Although PAYT programs establish a rate system, Pasadena, Calif., discovered that it had to meet the needs of a special part of its population of 136,237. Following the introduction of its PAYT program, Pasadena's elderly, fixed-income residents expressed concerns about their ability to pay for disposal. To accommodate their concerns, the city gave residents a choice of three container sizes — 32, 60 or 100 gallons — and charged for collection based on the size of the container. If residents want to change sizes, there is no charge within the first year, but it costs $35 after that. Changes made during Environmental Awareness Month every November are free.
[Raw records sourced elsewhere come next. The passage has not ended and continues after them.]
// (c) Copyright 2025 Helsing GmbH. All rights reserved.
//! The immutable document model.
//!
//! A [`Value`] is a JSON-like tree. Containers ([`Value::Array`] and [`Value::Object`]) are
//! reference-counted, so cloning a value is cheap and two snapshots of a store share every
//! subtree that was not touched between them.
//!
//! Two notions of equality exist:
//!
//! - [`PartialEq`] compares contents (with an identity fast path for containers).
//! - [`Value::ptr_eq`] compares _references_: containers are equal only if they are the very
//!   same allocation, scalars compare by value. This is what the store uses to decide whether
//!   an update changed anything.
//!
//! Values are addressed with a [`Path`], a list of [`Segment`]s.
use std::{collections::BTreeMap, fmt, rc::Rc};

pub mod path;
pub use path::{Path, Segment};

/// The object representation used by [`Value::Object`].
///
/// Keys are kept sorted, which keeps iteration (and thus [`Display`](fmt::Display) output)
/// deterministic.
pub type Map = BTreeMap<String, Value>;

/// A node in a state tree.
#[derive(Clone, Default)]
pub enum Value {
    #[default]
    Null,
    Bool(bool),
    Int(i64),
    Float(f64),
    String(Rc<str>),
    Array(Rc<Vec<Value>>),
    Object(Rc<Map>),
}

impl Value {
    /// Returns an empty object.
    pub fn object() -> Self {
        Value::Object(Rc::default())
    }

    /// Returns an empty array.
    pub fn array() -> Self {
        Value::Array(Rc::default())
    }

    /// Reference equality.
    ///
    /// Containers are equal if they point to the same allocation, scalars if their values are
    /// equal. Two containers with identical contents but different allocations are _not_
    /// `ptr_eq`.
    pub fn ptr_eq(&self, other: &Value) -> bool {
        match (self, other) {
            (Value::Array(a), Value::Array(b)) => Rc::ptr_eq(a, b),
            (Value::Object(a), Value::Object(b)) => Rc::ptr_eq(a, b),
            (Value::Array(_) | Value::Object(_), _) | (_, Value::Array(_) | Value::Object(_)) => {
                false
            }
            (a, b) => a == b,
        }
    }

    pub fn is_null(&self) -> bool {
        matches!(self, Value::Null)
    }

    /// Returns true for arrays and objects.
    pub fn is_container(&self) -> bool {
        matches!(self, Value::Array(_) | Value::Object(_))
    }

    pub fn as_bool(&self) -> Option<bool> {
        match self {
            Value::Bool(b) => Some(*b),
            _ => None,
        }
    }

    pub fn as_i64(&self) -> Option<i64> {
        match self {
            Value::Int(n) => Some(*n),
            _ => None,
        }
    }

    /// Returns the numeric value, widening integers.
    pub fn as_f64(&self) -> Option<f64> {
        match self {
            Value::Int(n) => Some(*n as f64),
            Value::Float(n) => Some(*n),
            _ => None,
        }
    }

    pub fn as_str(&self) -> Option<&str> {
        match self {
            Value::String(s) => Some(s),
            _ => None,
        }
    }

    pub fn as_array(&self) -> Option<&[Value]> {
        match self {
            Value::Array(items) => Some(items),
            _ => None,
        }
    }

    pub fn as_object(&self) -> Option<&Map> {
        match self {
            Value::Object(map) => Some(map),
            _ => None,
        }
    }

    /// Number of direct children; zero for scalars.
    pub fn len(&self) -> usize {
        match self {
            Value::Array(items) => items.len(),
            Value::Object(map) => map.len(),
            _ => 0,
        }
    }

    pub fn is_empty(&self) -> bool {
        self.len() == 0
    }

    /// Looks up a direct child.
    ///
    /// Segments are coerced the way [`Segment::resolve`] describes, so `get(3)` on an object
    /// reads the key `"3"`.
    pub fn get(&self, segment: impl Into<Segment>) -> Option<&Value> {
        self.get_segment(&segment.into())
    }

    pub(crate) fn get_segment(&self, segment: &Segment) -> Option<&Value> {
        match (self, segment.resolve(self).ok()?) {
            (Value::Object(map), path::Slot::Key(key)) => map.get(&*key),
            (Value::Array(items), path::Slot::Index(index)) => items.get(index),
            _ => None,
        }
    }

    /// Looks up a descendant. The empty path addresses `self`.
    pub fn pointer(&self, path: &[Segment]) -> Option<&Value> {
        path.iter()
            .try_fold(self, |current, segment| current.get_segment(segment))
    }

    /// Short name of the variant, for diagnostics.
    pub fn type_name(&self) -> &'static str {
        match self {
            Value::Null => "null",
            Value::Bool(_) => "bool",
            Value::Int(_) => "int",
            Value::Float(_) => "float",
            Value::String(_) => "string",
            Value::Array(_) => "array",
            Value::Object(_) => "object",
        }
    }
}

impl PartialEq for Value {
    fn eq(&self, other: &Self) -> bool {
        match (self, other) {
            (Value::Null, Value::Null) => true,
            (Value::Bool(a), Value::Bool(b)) => a == b,
            (Value::Int(a), Value::Int(b)) => a == b,
            (Value::Float(a), Value::Float(b)) => same_float(*a, *b),
            (Value::String(a), Value::String(b)) => a == b,
            (Value::Array(a), Value::Array(b)) => Rc::ptr_eq(a, b) || a == b,
            (Value::Object(a), Value::Object(b)) => Rc::ptr_eq(a, b) || a == b,
            _ => false,
        }
    }
}

macro_rules! impl_partial_eq {
    ({$($t:ty => $variant:ident),+}) => {
        $(impl_partial_eq!($t => $variant);)+
    };

    ($t:ty => $variant:ident) => {
        impl PartialEq<$t> for Value {
            fn eq(&self, other: &$t) -> bool {
                matches!(self, Value::$variant(v) if *v == *other)
            }
        }
    };
}
impl_partial_eq!({bool => Bool, i64 => Int});

impl PartialEq<f64> for Value {
    fn eq(&self, other: &f64) -> bool {
        matches!(self, Value::Float(v) if same_float(*v, *other))
    }
}

/// Float identity: every NaN equals every other NaN, and `0.0` differs from `-0.0`.
///
/// Writing the float a value already holds must be a no-op, which IEEE `==` cannot tell for
/// NaN.
fn same_float(a: f64, b: f64) -> bool {
    a.to_bits() == b.to_bits() || (a.is_nan() && b.is_nan())
}

// i32 because it's the "default" inference integer type
impl PartialEq<i32> for Value {
    fn eq(&self, other: &i32) -> bool {
        matches!(self, Value::Int(v) if *v == i64::from(*other))
    }
}

impl PartialEq<str> for Value {
    fn eq(&self, other: &str) -> bool {
        self.as_str() == Some(other)
    }
}

impl PartialEq<&str> for Value {
    fn eq(&self, other: &&str) -> bool {
        self.as_str() == Some(*other)
    }
}

impl fmt::Debug for Value {
    fn fmt(&self, f: &mut fmt::Formatter<'_>) -> fmt::Result {
        match self {
            Value::Null => f.write_str("Null"),
            Value::Bool(b) => write!(f, "Bool({b})"),
            Value::Int(n) => write!(f, "Int({n})"),
            Value::Float(n) => write!(f, "Float({n:?})"),
            Value::String(s) => write!(f, "String({s:?})"),
            Value::Array(items) => f.debug_list().entries(items.iter()).finish(),
            Value::Object(map) => f.debug_map().entries(map.iter()).finish(),
        }
    }
}

/// Renders the value as compact JSON.
///
/// Non-finite floats have no JSON representation and render as `null`.
impl fmt::Display for Value {
    fn fmt(&self, f: &mut fmt::Formatter<'_>) -> fmt::Result {
        match self {
            Value::Null => f.write_str("null"),
            Value::Bool(b) => write!(f, "{b}"),
            Value::Int(n) => write!(f, "{n}"),
            Value::Float(n) if n.is_finite() => write!(f, "{n}"),
            Value::Float(_) => f.write_str("null"),
            Value::String(s) => write_json_str(f, s),
            Value::Array(items) => {
                f.write_str("[")?;
                for (i, item) in items.iter().enumerate() {
                    if i > 0 {
                        f.write_str(",")?;
                    }
                    write!(f, "{item}")?;
                }
                f.write_str("]")
            }
            Value::Object(map) => {
                f.write_str("{")?;
                for (i, (key, item)) in map.iter().enumerate() {
                    if i > 0 {
                        f.write_str(",")?;
                    }
                    write_json_str(f, key)?;
                    write!(f, ":{item}")?;
                }
                f.write_str("}")
            }
        }
    }
}

fn write_json_str(f: &mut fmt::Formatter<'_>, s: &str) -> fmt::Result {
    f.write_str("\"")?;
    for c in s.chars() {
        match c {
            '"' => f.write_str("\\\"")?,
            '\\' => f.write_str("\\\\")?,
            '\n' => f.write_str("\\n")?,
            '\r' => f.write_str("\\r")?,
            '\t' => f.write_str("\\t")?,
            c if u32::from(c) < 0x20 => write!(f, "\\u{:04x}", u32::from(c))?,
            c => write!(f, "{c}")?,
        }
    }
    f.write_str("\"")
}

impl From<bool> for Value {
    fn from(value: bool) -> Self {
        Value::Bool(value)
    }
}

macro_rules! impl_from_int {
    ($($t:ty),+) => {
        $(
            impl From<$t> for Value {
                fn from(value: $t) -> Self {
                    Value::Int(i64::from(value))
                }
            }
        )+
    };
}
impl_from_int!(i8, i16, i32, i64, u8, u16, u32);

impl From<f32> for Value {
    fn from(value: f32) -> Self {
        Value::Float(f64::from(value))
    }
}

impl From<f64> for Value {
    fn from(value: f64) -> Self {
        Value::Float(value)
    }
}

impl From<&str> for Value {
    fn from(value: &str) -> Self {
        Value::String(Rc::from(value))
    }
}

impl From<String> for Value {
    fn from(value: String) -> Self {
        Value::String(Rc::from(value))
    }
}

impl From<Rc<str>> for Value {
    fn from(value: Rc<str>) -> Self {
        Value::String(value)
    }
}

impl From<Vec<Value>> for Value {
    fn from(value: Vec<Value>) -> Self {
        Value::Array(Rc::new(value))
    }
}

impl From<Map> for Value {
    fn from(value: Map) -> Self {
        Value::Object(Rc::new(value))
    }
}

impl<T> From<Option<T>> for Value
where
    T: Into<Value>,
{
    fn from(value: Option<T>) -> Self {
        value.map_or(Value::Null, Into::into)
    }
}

impl FromIterator<Value> for Value {
    fn from_iter<I: IntoIterator<Item = Value>>(iter: I) -> Self {
        Value::Array(Rc::new(iter.into_iter().collect()))
    }
}

impl<K> FromIterator<(K, Value)> for Value
where
    K: Into<String>,
{
    fn from_iter<I: IntoIterator<Item = (K, Value)>>(iter: I) -> Self {
        Value::Object(Rc::new(
            iter.into_iter().map(|(k, v)| (k.into(), v)).collect(),
        ))
    }
}

#[cfg(feature = "serde")]
mod serde_impls {
    use super::{Map, Value};
    use serde::{
        de::{self, MapAccess, SeqAccess, Visitor},
        ser::{SerializeMap, SerializeSeq},
    };
    use std::fmt;

    impl serde::Serialize for Value {
        fn serialize<S: serde::Serializer>(&self, serializer: S) -> Result<S::Ok, S::Error> {
            match self {
                Value::Null => serializer.serialize_unit(),
                Value::Bool(b) => serializer.serialize_bool(*b),
                Value::Int(n) => serializer.serialize_i64(*n),
                Value::Float(n) => serializer.serialize_f64(*n),
                Value::String(s) => serializer.serialize_str(s),
                Value::Array(items) => {
                    let mut seq = serializer.serialize_seq(Some(items.len()))?;
                    for item in items.iter() {
                        seq.serialize_element(item)?;
                    }
                    seq.end()
                }
                Value::Object(map) => {
                    let mut obj = serializer.serialize_map(Some(map.len()))?;
                    for (key, item) in map.iter() {
                        obj.serialize_entry(key, item)?;
                    }
                    obj.end()
                }
            }
        }
    }

    struct ValueVisitor;

    impl<'de> Visitor<'de> for ValueVisitor {
        type Value = Value;

        fn expecting(&self, f: &mut fmt::Formatter<'_>) -> fmt::Result {
            f.write_str("a JSON-like value")
        }

        fn visit_unit<E: de::Error>(self) -> Result<Value, E> {
            Ok(Value::Null)
        }

        fn visit_none<E: de::Error>(self) -> Result<Value, E> {
            Ok(Value::Null)
        }

        fn visit_some<D: serde::Deserializer<'de>>(self, d: D) -> Result<Value, D::Error> {
            serde::Deserialize::deserialize(d)
        }

        fn visit_bool<E: de::Error>(self, v: bool) -> Result<Value, E> {
            Ok(Value::Bool(v))
        }

        fn visit_i64<E: de::Error>(self, v: i64) -> Result<Value, E> {
            Ok(Value::Int(v))
        }

        fn visit_u64<E: de::Error>(self, v: u64) -> Result<Value, E> {
            // integers beyond i64 lose precision rather than failing
            Ok(i64::try_from(v).map_or(Value::Float(v as f64), Value::Int))
        }

        fn visit_f64<E: de::Error>(self, v: f64) -> Result<Value, E> {
            Ok(Value::Float(v))
        }

        fn visit_str<E: de::Error>(self, v: &str) -> Result<Value, E> {
            Ok(Value::from(v))
        }

        fn visit_string<E: de::Error>(self, v: String) -> Result<Value, E> {
            Ok(Value::from(v))
        }

        fn visit_seq<A: SeqAccess<'de>>(self, mut seq: A) -> Result<Value, A::Error> {
            let mut items = Vec::with_capacity(seq.size_hint().unwrap_or(0));
            while let Some(item) = seq.next_element()? {
                items.push(item);
            }
            Ok(Value::from(items))
        }

        fn visit_map<A: MapAccess<'de>>(self, mut access: A) -> Result<Value, A::Error> {
            let mut map = Map::new();
            while let Some((key, item)) = access.next_entry::<String, Value>()? {
                map.insert(key, item);
            }
            Ok(Value::from(map))
        }
    }

    impl<'de> serde::Deserialize<'de> for Value {
        fn deserialize<D: serde::Deserializer<'de>>(deserializer: D) -> Result<Value, D::Error> {
            deserializer.deserialize_any(ValueVisitor)
        }
    }
}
Similarly, Seattle — one of the largest and most urban PAYT cities with 563,374 residents — also developed processes within its program to address its special-needs populations, including low-income and elderly residents.

The problem with success

In some cases, the success of a PAYT program can cause problems. In Austin, Texas, for example, the city implemented a multi-can system with the consumer price based on the size of the cart. The city, however, was not prepared for the number of residents who would select the smallest can immediately.

“Right off the bat, we went $2,100 in the hole because of all the people who were going to do the ‘right thing’ and picked the smaller 30-gallon carts. In other words, be prepared for your program to become successful,” says Austin's Jamy Poth Kazanoff, the city's former public information and marketing manager.
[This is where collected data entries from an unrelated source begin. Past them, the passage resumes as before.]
// (c) Copyright 2025 Helsing GmbH. All rights reserved.
//! Application state defined as Rust types, stored as a document and read back.

use pure_undo::{Store, object, path};
use serde::{Deserialize, Serialize};
use std::error::Error;

#[derive(Debug, Serialize, Deserialize)]
#[serde(rename_all = "camelCase")]
struct Walks {
    number_of_walks: u32,
    animals: Vec<Animal>,
}

#[derive(Debug, Serialize, Deserialize)]
struct Animal {
    name: String,
    age: u8,
}

fn main() -> Result<(), Box<dyn Error>> {
    let store = Store::from_serialize(&Walks {
        number_of_walks: 2876,
        animals: vec![
            Animal {
                name: "Aiofe".into(),
                age: 6,
            },
            Animal {
                name: "Sen".into(),
                age: 8,
            },
        ],
    })?;

    store.store_for(path!["animals", 1]).merge(object! { "age" => 9 })?;
    let sen: Animal = store.store_for(path!["animals", 1]).state_as()?;
    println!("{sen:?}");

    store.undo()?;
    let walks: Walks = store.state_as()?;
    println!("{walks:#?}");

    let json = serde_json::Value::from(&store.state());
    println!("{json}");
    Ok(())
}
To manage the initial misreading of the public's enthusiasm, Austin allowed customers to exchange their cart once for free but then charged $15 for any subsequent exchange. That fee helps offset the cost of exchanging carts and keeps Austin's PAYT program operating smoothly. Between October 1999 and September 2000, Austin diverted 28.5 percent of its waste from the landfill, compared with 9.8 percent in 1991.

While the conversion to PAYT may be a radical shift in the way most communities address MSW, the efforts clearly pay dividends. As some 6,000 communities across the United States have proven, PAYT is not only an environmental solution that promotes source reduction and increased recycling rates, but it also is an economic one. By providing an equitable accounting of costs versus services provided, municipalities can make residents more conscious of their waste disposal behaviors, which can lead to savings for both residents and municipalities.

Janice Canterbury is the PAYT project manager at the Washington, D.C.-based U.S. Environmental Protection Agency. Ryan Newill is a technical communications specialist with Arlington, Va.-based ERG.

Pay-as-you-throw results

Portland, Ore.

Increased recycling rate from 7 percent to 35 percent one year after implementing PAYT in 1992.

Austin, Texas

Increased recycling rate from 9.8 percent to 28.5 percent between 1991 and 2000.

Worcester, Mass.

Reduced waste by 40 million pounds from 1992 to 1999.

Dover, N.H.

Reduced waste by 7,100 tons each year from 1991 to 1999, achieved a 50 percent recycling rate, and saved $322,000 annually.

Falmouth, Maine

After beginning a PAYT program in 1992, the city immediately increased its recycling rate by more than 50 percent to 21 percent; trash disposal volumes decreased by about 35 percent; and it saved $88,000.

Fort Collins, Colo.

In 1996, the city increased its recycling rate to 79 percent participation in single-family and duplex households — up from 53.5 percent in 1995.

Gainesville, Fla.

In 1994, the first year of the city's program, solid waste collected decreased by 18 percent from 1993, recyclables collected increased by 25 percent, and the city saved $186,000.

Mount Vernon, Iowa

Solid waste collected decreased by 40 percent from 1990 to 1995.

San Jose, Calif.

Recyclables and yard trimmings collected increased by 50 percent between 1993 and 1994, and residents reported a 90 percent satisfaction rate in 1996.

South Kingstown, R.I.

Recycling rates consistently reach 40 to 60 percent; families now save $40 per year on trash.

Vancouver, Wash.

Exceeded 50 percent recycling goal by the end of 1995.